AB1311 makes changes to the state's recycling law to better meet the CRV recycling demands of California’s rural counties by allowing CRV redemption centers to operate by appointments, when necessary, and introduce bag-drop off CRV recycling as well as allowing those centers to operate for less than 30 hours per week, options previously not allowed under California's Bottle Bill.

The bill comes as Humboldt County has spent over a year without a certified CRV redemption center after the Humboldt Waste Management Authority shuttered its CRV services following an overwhelming demand that caused traffic hazards on Broadway in September of 2020.

HWMA went to the California Department of Resources Recycling and Recovery (Cal Recycle) and asked to be allowed to set up appointments to meet the demand but Cal Recycle denied the request because the department only enforces state law and can’t make any exceptions. The state law is extremely strict and, at the time, only allowed for walk-in CRV drop-offs.

When the county lost its last CRV redemption center, the responsibility fell to grocers to collect, store, transport and redeem the 5 to 10 cent deposits paid by customers at the time of purchase, regardless of the original buying location.

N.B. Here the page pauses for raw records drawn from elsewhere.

//! Persistence boundary for workflow definitions.
//!
//! The editor only talks to storage at explicit load and save points. The
//! trait mirrors the HTTP API the editor is deployed against; the in-memory
//! implementation backs tests and offline tooling.

use crate::definition::{Workflow, WorkflowUpdate};
use crate::error::StoreError;
use async_trait::async_trait;
use flowcanvas_core::{IdGenerator, UlidGenerator, WorkflowId};
use std::collections::HashMap;
use std::sync::Mutex;

/// Load/save operations for workflow definitions.
#[async_trait]
pub trait WorkflowStore: Send + Sync {
    /// Loads a workflow by id.
    async fn get_workflow(&self, id: &WorkflowId) -> Result<Workflow, StoreError>;

    /// Creates a workflow from a partial definition and returns the stored value.
    async fn create_workflow(&self, draft: WorkflowUpdate) -> Result<Workflow, StoreError>;

    /// Applies a partial update and returns the stored value.
    async fn update_workflow(
        &self,
        id: &WorkflowId,
        update: WorkflowUpdate,
    ) -> Result<Workflow, StoreError>;
}

/// A process-local store.
///
/// Updates are last-write-wins; every update bumps `version`.
pub struct InMemoryWorkflowStore {
    workflows: Mutex<HashMap<WorkflowId, Workflow>>,
    ids: Box<dyn IdGenerator>,
}

impl InMemoryWorkflowStore {
    /// Creates an empty store minting ULID-based workflow ids.
    #[must_use]
    pub fn new() -> Self {
        Self::with_id_generator(UlidGenerator)
    }

    /// Creates an empty store minting ids from `ids`.
    #[must_use]
    pub fn with_id_generator(ids: impl IdGenerator + 'static) -> Self {
        Self {
            workflows: Mutex::new(HashMap::new()),
            ids: Box::new(ids),
        }
    }

    /// Inserts or replaces a workflow as-is.
    ///
    /// # Errors
    ///
    /// Returns an error if the store's lock is poisoned.
    pub fn seed(&self, workflow: Workflow) -> Result<(), StoreError> {
        self.lock()?.insert(workflow.id.clone(), workflow);
        Ok(())
    }

    /// Number of stored workflows.
    ///
    /// # Errors
    ///
    /// Returns an error if the store's lock is poisoned.
    pub fn workflow_count(&self) -> Result<usize, StoreError> {
        Ok(self.lock()?.len())
    }

    fn lock(
        &self,
    ) -> Result<std::sync::MutexGuard<'_, HashMap<WorkflowId, Workflow>>, StoreError> {
        self.workflows.lock().map_err(|_| StoreError::StorageFailed {
            reason: "workflow store lock poisoned".to_string(),
        })
    }
}

impl Default for InMemoryWorkflowStore {
    fn default() -> Self {
        Self::new()
    }
}

#[async_trait]
impl WorkflowStore for InMemoryWorkflowStore {
    async fn get_workflow(&self, id: &WorkflowId) -> Result<Workflow, StoreError> {
        self.lock()?
            .get(id)
            .cloned()
            .ok_or_else(|| StoreError::NotFound {
                workflow_id: id.clone(),
            })
    }

    async fn create_workflow(&self, draft: WorkflowUpdate) -> Result<Workflow, StoreError> {
        let mut workflow = Workflow::new_draft();
        draft.apply_to(&mut workflow);
        workflow.id = WorkflowId::generate(self.ids.as_ref());
        workflow.version = 1;

        self.lock()?.insert(workflow.id.clone(), workflow.clone());
        Ok(workflow)
    }

    async fn update_workflow(
        &self,
        id: &WorkflowId,
        update: WorkflowUpdate,
    ) -> Result<Workflow, StoreError> {
        let mut workflows = self.lock()?;
        let workflow = workflows.get_mut(id).ok_or_else(|| StoreError::NotFound {
            workflow_id: id.clone(),
        })?;
        update.apply_to(workflow);
        workflow.version += 1;
        Ok(workflow.clone())
    }
}

#[cfg(test)]
mod tests {
    use super::*;
    use flowcanvas_core::SequentialIdGenerator;

    #[tokio::test]
    async fn create_assigns_id_and_version() {
        let store = InMemoryWorkflowStore::with_id_generator(SequentialIdGenerator::new());
        let created = store
            .create_workflow(WorkflowUpdate {
                name: Some("Welcome".to_string()),
                ..Default::default()
            })
            .await
            .expect("create");

        assert_eq!(created.id, WorkflowId::from("wf_0001"));
        assert_eq!(created.version, 1);
        assert_eq!(created.name, "Welcome");
        assert_eq!(store.workflow_count().expect("count"), 1);
    }

    #[tokio::test]
    async fn create_keeps_team_and_unknown_fields() {
        let store = InMemoryWorkflowStore::with_id_generator(SequentialIdGenerator::new());
        let mut draft = Workflow::new_draft();
        draft.team_id = 7;
        draft
            .extra
            .insert("stop_type".to_string(), serde_json::json!("trigger"));

        let created = store
            .create_workflow(WorkflowUpdate::from(&draft))
            .await
            .expect("create");

        assert_eq!(created.team_id, 7);
        assert_eq!(created.extra.get("stop_type"), Some(&serde_json::json!("trigger")));
        assert_eq!(created.actions, draft.actions);
    }

    #[tokio::test]
    async fn update_bumps_version_last_write_wins() {
        let store = InMemoryWorkflowStore::with_id_generator(SequentialIdGenerator::new());
        let created = store
            .create_workflow(WorkflowUpdate::default())
            .await
            .expect("create");

        for name in ["first", "second"] {
            store
                .update_workflow(
                    &created.id,
                    WorkflowUpdate {
                        name: Some(name.to_string()),
                        ..Default::default()
                    },
                )
                .await
                .expect("update");
        }

        let loaded = store.get_workflow(&created.id).await.expect("get");
        assert_eq!(loaded.name, "second");
        assert_eq!(loaded.version, 3);
    }

    #[tokio::test]
    async fn missing_workflow_is_not_found() {
        let store = InMemoryWorkflowStore::new();
        let id = WorkflowId::from("wf_missing");
        let err = store.get_workflow(&id).await.unwrap_err();
        assert_eq!(err, StoreError::NotFound { workflow_id: id });
    }
}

“The bottle bill is really prescriptive and (doesn’t allow for) a whole lot of flexibility, and Humboldt County is like the cradle of the recycling movement in California," Wood told the Journal. "The Arcata Recycling Center started there, my predecessor was a part of the effort, they go way way back, and then, suddenly, we found ourselves in this situation where we don’t have a single recycling center that's available to take redemptions back. It's been a gradual erosion of the financial viability of recycling in California.

 “The Bottle Bill is complicated, there are big dollars at stake for some people and for (Humboldt) retailers and folks that are trying to do the right thing to get that redemption back that they paid, it’s really frustrating that there aren’t any facilities to accept it,” he says.

Under the Bottle Bill, if grocers and retailers don’t or can’t collect CRV containers they must pay a fee of $100 per day, adding up to $3,000 per month and $36,000 a year. For small business retailers, $36,000 a year is a large sum. So, despite being listed under Cal Recycle’s in-store redemption list, some retailers chose not to redeem recycling while others limited the days, times and the number of containers they could redeem — all going against the state law which requires stores not limit the number of containers nor the times that CRV redemption services are open.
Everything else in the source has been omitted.